Invested and Potential Magic Resources in Measurement-Based Quantum Computation

TL;DR

This paper introduces the concepts of invested and potential magic resources in measurement-based quantum computation, analyzing their roles in quantum advantage, and demonstrates experimental superiority over traditional methods.

Contribution

It bridges MQC with the resource theory of magic by defining new measures and analyzing their implications for quantum universality and efficiency.

Findings

High-dimensional graphs enable exponential quantum advantage.

Experimental results surpass traditional magic state injection methods.

Non-Pauli measurements are crucial for injecting magic in MQC.

Abstract

Magic states and magic gates are crucial for achieving universal quantum computation, but important questions about how magic resources should be implemented to attain maximal quantum advantage have remained unexplored, especially in the context of measurement-based quantum computation (MQC).

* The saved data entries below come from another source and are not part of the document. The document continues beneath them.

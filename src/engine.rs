//! Dispatch engine
//!
//! Workers hand every task to [`Engine::dispatch`], which owns the
//! registry behind the fair reader/writer lock. A message from an
//! unknown connection is its handshake; a message from an admitted
//! client is broadcast verbatim; a close tears the client down. Each
//! path acquires the registry lock in exactly one mode per critical
//! section.

use std::collections::HashMap;
use std::net::TcpStream;
use std::sync::Mutex;

use tracing::{debug, error, info, warn};

use crate::client::Client;
use crate::error::SocketError;
use crate::pool::Task;
use crate::registry::Registry;
use crate::rwlock::FairRwLock;
use crate::types::ConnectionId;

/// Handshake field delimiter: `username|room1|room2|...`
const HANDSHAKE_DELIMITER: char = '|';

/// The shared chat state and its dispatch paths
///
/// The pending table holds each connection's outbound socket handle
/// between accept and admission, so the multiplexer never has to touch
/// the registry lock.
#[derive(Debug, Default)]
pub struct Engine {
    registry: FairRwLock<Registry>,
    pending: Mutex<HashMap<ConnectionId, TcpStream>>,
}

impl Engine {
    /// Create an engine with an empty registry
    pub fn new() -> Self {
        Self::default()
    }

    /// Hand over a freshly accepted connection's write handle
    ///
    /// Called by the multiplexer before the connection's first readable
    /// event can be dispatched.
    pub fn register_connection(&self, conn: ConnectionId, writer: TcpStream) {
        self.pending
            .lock()
            .expect("pending table poisoned")
            .insert(conn, writer);
    }

    /// Process one task to completion
    pub fn dispatch(&self, task: Task) {
        match task {
            Task::Message { conn, line } => {
                {
                    let registry = self.registry.read();
                    if registry.contains(conn) {
                        if let Err(e) = broadcast(&registry, conn, &line) {
                            error!("broadcast from {} failed: {}", conn, e);
                        }
                        return;
                    }
                }
                // Shared guard released; the handshake path takes the
                // lock exclusively.
                self.admit(conn, &line);
            }
            Task::Close { conn } => self.disconnect(conn),
        }
    }

    /// Handshake admission: `username|room1|room2|...`
    ///
    /// Zero rooms after the username is valid. An empty username is
    /// rejected; the connection stays unadmitted and may retry with its
    /// next line.
    fn admit(&self, conn: ConnectionId, line: &str) {
        let mut fields = line.split(HANDSHAKE_DELIMITER);
        let username = fields.next().unwrap_or("").to_string();
        if username.is_empty() {
            warn!("rejecting handshake with empty username from {}", conn);
            return;
        }
        let rooms: Vec<String> = fields.map(str::to_string).collect();

        let mut registry = self.registry.write();

        if registry.contains(conn) {
            // Another worker admitted this connection between our shared
            // check and here; the line is an ordinary chat message.
            drop(registry);
            let registry = self.registry.read();
            if let Err(e) = broadcast(&registry, conn, line) {
                error!("broadcast from {} failed: {}", conn, e);
            }
            return;
        }

        let Some(writer) = self
            .pending
            .lock()
            .expect("pending table poisoned")
            .remove(&conn)
        else {
            error!("handshake from unknown connection {}", conn);
            return;
        };

        info!(
            "connection {} admitted as '{}' joining {} room(s)",
            conn,
            username,
            rooms.len()
        );
        registry.admit(Client::new(conn, username, rooms, writer));
        drop(registry);

        // Announce under a fresh shared guard; the new member's own
        // connection is excluded like any sender.
        let registry = self.registry.read();
        if let Err(e) = broadcast(&registry, conn, "joined the room.") {
            error!("join notice from {} failed: {}", conn, e);
        }
    }

    /// Disconnect cleanup
    ///
    /// The leave notice, membership removal, room deletion, and client
    /// removal happen inside one exclusive critical section.
    fn disconnect(&self, conn: ConnectionId) {
        let never_admitted = self
            .pending
            .lock()
            .expect("pending table poisoned")
            .remove(&conn)
            .is_some();
        if never_admitted {
            debug!("connection {} closed before handshake", conn);
            return;
        }

        let mut registry = self.registry.write();
        if !registry.contains(conn) {
            debug!("close for unknown connection {}", conn);
            return;
        }

        if let Err(e) = broadcast(&registry, conn, "left the room.") {
            error!("leave notice from {} failed: {}", conn, e);
        }
        registry.remove(conn);
    }
}

/// Deliver `body` from `source` to every other member of the source's
/// rooms, in the `room : username : body` envelope
///
/// A recipient that turns out to be gone is logged and skipped; any
/// other write failure aborts the remaining delivery and is returned to
/// the caller. Requires at least a shared registry guard.
fn broadcast(registry: &Registry, source: ConnectionId, body: &str) -> Result<(), SocketError> {
    let Some(sender) = registry.client(source) else {
        debug!("broadcast for unadmitted connection {}", source);
        return Ok(());
    };

    for name in sender.rooms() {
        let Some(room) = registry.room(name) else {
            error!("client {} references missing room '{}'", source, name);
            continue;
        };

        let envelope = format!("{} : {} : {}\n", room.name, sender.username, body);
        for member in room.members() {
            if member == source {
                continue;
            }
            let Some(peer) = registry.client(member) else {
                error!("room '{}' lists unknown connection {}", room.name, member);
                continue;
            };
            match peer.send(&envelope) {
                Ok(()) => {}
                Err(SocketError::PeerGone) => {
                    warn!("dropping envelope for {}: peer gone", member);
                }
                Err(e) => return Err(e),
            }
        }
    }

    Ok(())
}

This work bridges the gap between MQC and the resource theory of magic by introducing the key concepts of "invested" and "potential" magic resources. The former quantifies the magic cost associated with MQC, serving as both a resource witness and a feasible upper bound for the practical realization, and is gate-order independent; The latter represents the maximal achievable magic resource in a given graph structure defining MQC. We utilize both concepts to analyze the quantum Fourier transform (QFT) and provide a fresh perspective on the universality of MQC, highlighting the crucial role of non-Pauli measurements in injecting magic. In particular, we theoretically prove that high-dimensional graphs can generate an exponential advantage of MQC compared to classical computing. We demonstrate experimentally our theoretical findings in a high-fidelity four-photon setup, surpassing conventional magic state injection (MSI) methods in both qubit efficiency and resource utilization. Our findings pave the way for future research exploring magic resource optimization and novel distillation schemes within the MQC framework, advancing fault-tolerant universal quantum computation.